All'icona della storia sportiva italiana e piemontese sarà dedicato un calendario di incontri nei luoghi della sua vita, tra Castellania, Novi Ligure e Tortona, a Torino e dintorni, nonché a Cuneo, scenario della sua impresa più celebre, i 192 chilometri di fuga nella tappa Cuneo-Pinerolo del Giro d’Italia nel 1949. Nell’ottica di estendere il racconto di Fausto Coppi a tutto il Piemonte e ben oltre, è stato inoltre realizzato in collaborazione con il Teatro Stabile un reading che sarà distribuito nei prossimi mesi da Piemonte dal vivo, tra i teatri e – potenzialmente – anche altri media. «Si tratta di un atto culturale dovuto, e un’opportunità per parlare di un territorio legato alla ciclabilità e al mito di Coppi» ha aggiunto la Parigi.

Fausto Coppi. L’affollata solitudine del campione, questo il titolo del reading creato da Gian Luca Favetto, che racconta di essere tornato sui luoghi di Coppi, da cui tutto è partito: «non sarà un ricordo ma un racconto – ha chiarito Favetto – servirà a riflettere su quanto noi siamo contemporanei a lui. Racconterà un pezzo di Italia per capire quanto siamo diversi da allora, e come Coppi ha cambiato il modo di essere, oggi, di tutti noi».
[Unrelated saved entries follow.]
//! Transient overlay menus
//!
//! An overlay is opened by a trigger control, may render inside an iframe and
//! identifies its options only by visible text. Selection first searches the
//! overlay itself, then falls back to any clickable element in the document
//! whose normalized text equals the label.

use onboard_common::{normalize_text, xpath_literal, Candidates, Locator};
use serde::{Deserialize, Serialize};
use tracing::debug;

use crate::actions::{Actions, Presence};
use crate::driver::ElementHandle;
use crate::error::{E2eError, E2eResult};
use crate::resolver::{self, Located, Requirement};

/// One option as listed by [`OverlayMenu::list_options`]
#[derive(Debug, Clone, PartialEq, Eq, Serialize, Deserialize)]
pub struct MenuOption {
    /// Position among all option titles in DOM order
    pub index: usize,
    pub text: String,
}

/// Which search found the option
#[derive(Debug, Clone, Copy, PartialEq, Eq)]
pub enum Selection {
    /// Inside the overlay container
    Scoped,
    /// Document-wide text match
    Global,
}

#[derive(Debug, Clone)]
pub struct OverlayMenu {
    pub trigger: Candidates,
    /// List container of the open overlay
    pub container: Locator,
    /// Option title elements, relative to the container
    pub option_title: Locator,
    /// Clickable option element, relative to a title
    pub option_ancestor: Locator,
}

impl OverlayMenu {
    pub fn new(
        trigger: Candidates,
        container: Locator,
        option_title: Locator,
        option_ancestor: Locator,
    ) -> Self {
        Self {
            trigger,
            container,
            option_title,
            option_ancestor,
        }
    }

    /// Modal context menu markup used by the auth frontend
    pub fn context_menu(trigger: Candidates) -> Self {
        Self::new(
            trigger,
            Locator::css(".context-menu.context-menu--modal .context-menu__list"),
            Locator::css(".context-menu__option .list-item__title"),
            Locator::xpath("ancestor::*[contains(@class,'context-menu__option')][1]"),
        )
    }

    fn container_candidates(&self) -> Candidates {
        Candidates::single(format!("{} menu", self.trigger.control), self.container.clone())
    }

    /// Current trigger text, empty when the trigger is not visible right now
    pub async fn trigger_label(&self, actions: &Actions<'_>) -> E2eResult<String> {
        match actions
            .resolver()
            .find(&self.trigger, Requirement::Visible)
            .await?
        {
            Some(located) => {
                let text = actions
                    .within(&located, actions.driver().text(located.first()))
                    .await?;
                Ok(text.trim().to_string())
            }
            None => Ok(String::new()),
        }
    }

    /// Click the trigger and wait briefly for the list container.
    ///
    /// A container that does not show up is reported, not raised.
    pub async fn open(&self, actions: &Actions<'_>) -> E2eResult<Presence> {
        actions.click(&self.trigger).await?;

        match actions
            .locate(
                &self.container_candidates(),
                Requirement::Visible,
                actions.timeouts().probe(),
            )
            .await
        {
            Ok(_) => Ok(Presence::Found),
            Err(e) if e.is_timeout() => {
                debug!("{} did not become visible after opening", self.trigger.control);
                Ok(Presence::Absent)
            }
            Err(e) => Err(e),
        }
    }

    async fn find_container(&self, actions: &Actions<'_>) -> Option<Located> {
        match actions
            .resolver()
            .find(&self.container_candidates(), Requirement::Present)
            .await
        {
            Ok(found) => found,
            Err(e) => {
                debug!("Overlay lookup failed: {}", e);
                None
            }
        }
    }

    /// Non-empty option labels in DOM order; empty when the overlay is not found
    pub async fn list_options(&self, actions: &Actions<'_>) -> E2eResult<Vec<MenuOption>> {
        let Some(located) = self.find_container(actions).await else {
            return Ok(Vec::new());
        };

        let driver = actions.driver();
        let container = located.first();
        let title = &self.option_title;

        actions
            .within(&located, async {
                let titles = actions
                    .wait(actions.timeouts().probe())
                    .until("menu option titles", || async move {
                        let found = driver.find_within(container, title).await?;
                        Ok((!found.is_empty()).then_some(found))
                    })
                    .await
                    .unwrap_or_default();

                let mut options = Vec::with_capacity(titles.len());
                for (index, element) in titles.iter().enumerate() {
                    let Ok(text) = driver.text(element).await else {
                        continue;
                    };
                    let text = text.trim();
                    if !text.is_empty() {
                        options.push(MenuOption {
                            index,
                            text: text.to_string(),
                        });
                    }
                }
                Ok(options)
            })
            .await
    }

    /// Click the option labelled `label`, overlay first, then document-wide
    pub async fn select_by_text(&self, actions: &Actions<'_>, label: &str) -> E2eResult<Selection> {
        match self.select_scoped(actions, label).await {
            Ok(true) => return Ok(Selection::Scoped),
            Ok(false) => debug!("No overlay for {:?}, trying document-wide", label),
            Err(e) => debug!("Scoped selection of {:?} failed ({}), trying document-wide", label, e),
        }

        match self.select_global(actions, label).await {
            Ok(()) => Ok(Selection::Global),
            Err(e) => {
                debug!("Document-wide selection of {:?} failed: {}", label, e);
                Err(E2eError::OptionNotFound {
                    label: label.to_string(),
                })
            }
        }
    }

    /// `Ok(false)` when the overlay container is not on the page
    async fn select_scoped(&self, actions: &Actions<'_>, label: &str) -> E2eResult<bool> {
        let Some(located) = self.find_container(actions).await else {
            return Ok(false);
        };

        let driver = actions.driver();
        let container = located.first();
        let title_locator = &self.option_title;
        let wanted = normalize_text(label);
        let wanted = wanted.as_str();
        let probe = actions.timeouts().probe();

        actions
            .within(&located, async {
                let title = actions
                    .wait(probe)
                    .until(&format!("menu option {:?}", label), || async move {
                        for title in driver.find_within(container, title_locator).await? {
                            if !driver.is_displayed(&title).await.unwrap_or(false) {
                                continue;
                            }
                            let text = driver.text(&title).await.unwrap_or_default();
                            if normalize_text(&text) == wanted {
                                return Ok(Some(title));
                            }
                        }
                        Ok(None)
                    })
                    .await?;

                let option = self.option_for(actions, title).await;
                if let Err(e) = actions.scroll_element(&option).await {
                    debug!("Scrolling {} into view failed: {}", option, e);
                }

                let target = &option;
                actions
                    .wait(probe)
                    .until_true(&format!("clickable menu option {:?}", label), || async move {
                        Ok(resolver::meets(driver, target, Requirement::Clickable).await)
                    })
                    .await?;

                actions.click_element(&option).await?;
                Ok(true)
            })
            .await
    }

    /// Clickable ancestor of an option title, or the title itself
    async fn option_for(&self, actions: &Actions<'_>, title: ElementHandle) -> ElementHandle {
        match actions
            .driver()
            .find_within(&title, &self.option_ancestor)
            .await
        {
            Ok(found) => found.into_iter().next().unwrap_or(title),
            Err(_) => title,
        }
    }

    async fn select_global(&self, actions: &Actions<'_>, label: &str) -> E2eResult<()> {
        let candidates = global_option(label);
        let located = actions
            .locate(&candidates, Requirement::Clickable, actions.timeouts().probe())
            .await?;

        actions
            .within(&located, async {
                let element = located.first();
                if let Err(e) = actions.scroll_element(element).await {
                    debug!("Scrolling {} into view failed: {}", element, e);
                }
                actions.click_element(element).await?;
                Ok(())
            })
            .await
    }
}

/// Any list item, button, link or div whose text is exactly `label`
pub fn global_option(label: &str) -> Candidates {
    let literal = xpath_literal(&normalize_text(label));
    Candidates::single(
        format!("{:?} option", label),
        Locator::xpath(format!(
            "//*[self::li or self::button or self::a or self::div][normalize-space(.)={0} or .//span[normalize-space(text())={0}]]",
            literal
        )),
    )
}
Eccezionale passista, formidabile scalatore, l’incedere è stato celebrato anche dallo scrittore Dino Buzzati che ne ha colto «l’incanto del pedalare emerso nell’infernale fatica» e da giornalisti innamorati dell’airone, un eroe che permetteva a tutti di uscire dalla guerra. «Tutti noi possiamo incontrare Coppi – ha raccontato Favetto ricordando delle giornate passate tra le tappe del Giro, per l’Italia – è maggio, primavera, il periodo più bello, e ti rendi conto, in quelle ore che passi lì, che il Giro è tutta l’Italia, e tutta l’Italia è una provincia che tu, lì, abiti. Il ciclismo e il Giro sono luoghi dove giovani e anziani, ma anche morti stanno tutti insieme, in viaggio. Abiteremo questo luogo con il racconto e la musica, come se non fossimo sul palcoscenico, come un’epoca d’oro dove non c’era la tv, torniamo a raccontare Coppi come si faceva allora. Fare, costruire, produrre hanno origine dal greco poiein: è la radice della poesia, ed è questo che cerchiamo di fare in teatro».

In programma da aprile all’autunno 2019 anche incontri, talk, escursioni in bicicletta, eventi per famiglie e bambini, spettacoli su ruote, mostre, libri e arte. Un intreccio di esperienze per tutti, pensate per ricordare il protagonista del panorama ciclistico nazionale e internazionale, nella sua terra, quella piemontese, in cui questo sport è storia e tradizione. Letteratura, sport, musei, murales, e annulli filatelici speciali: il nutrito calendario è consultabile sull’apposito sito dedicato al centenario di Coppi, e mese dopo mese si arricchirà di eventi e novità.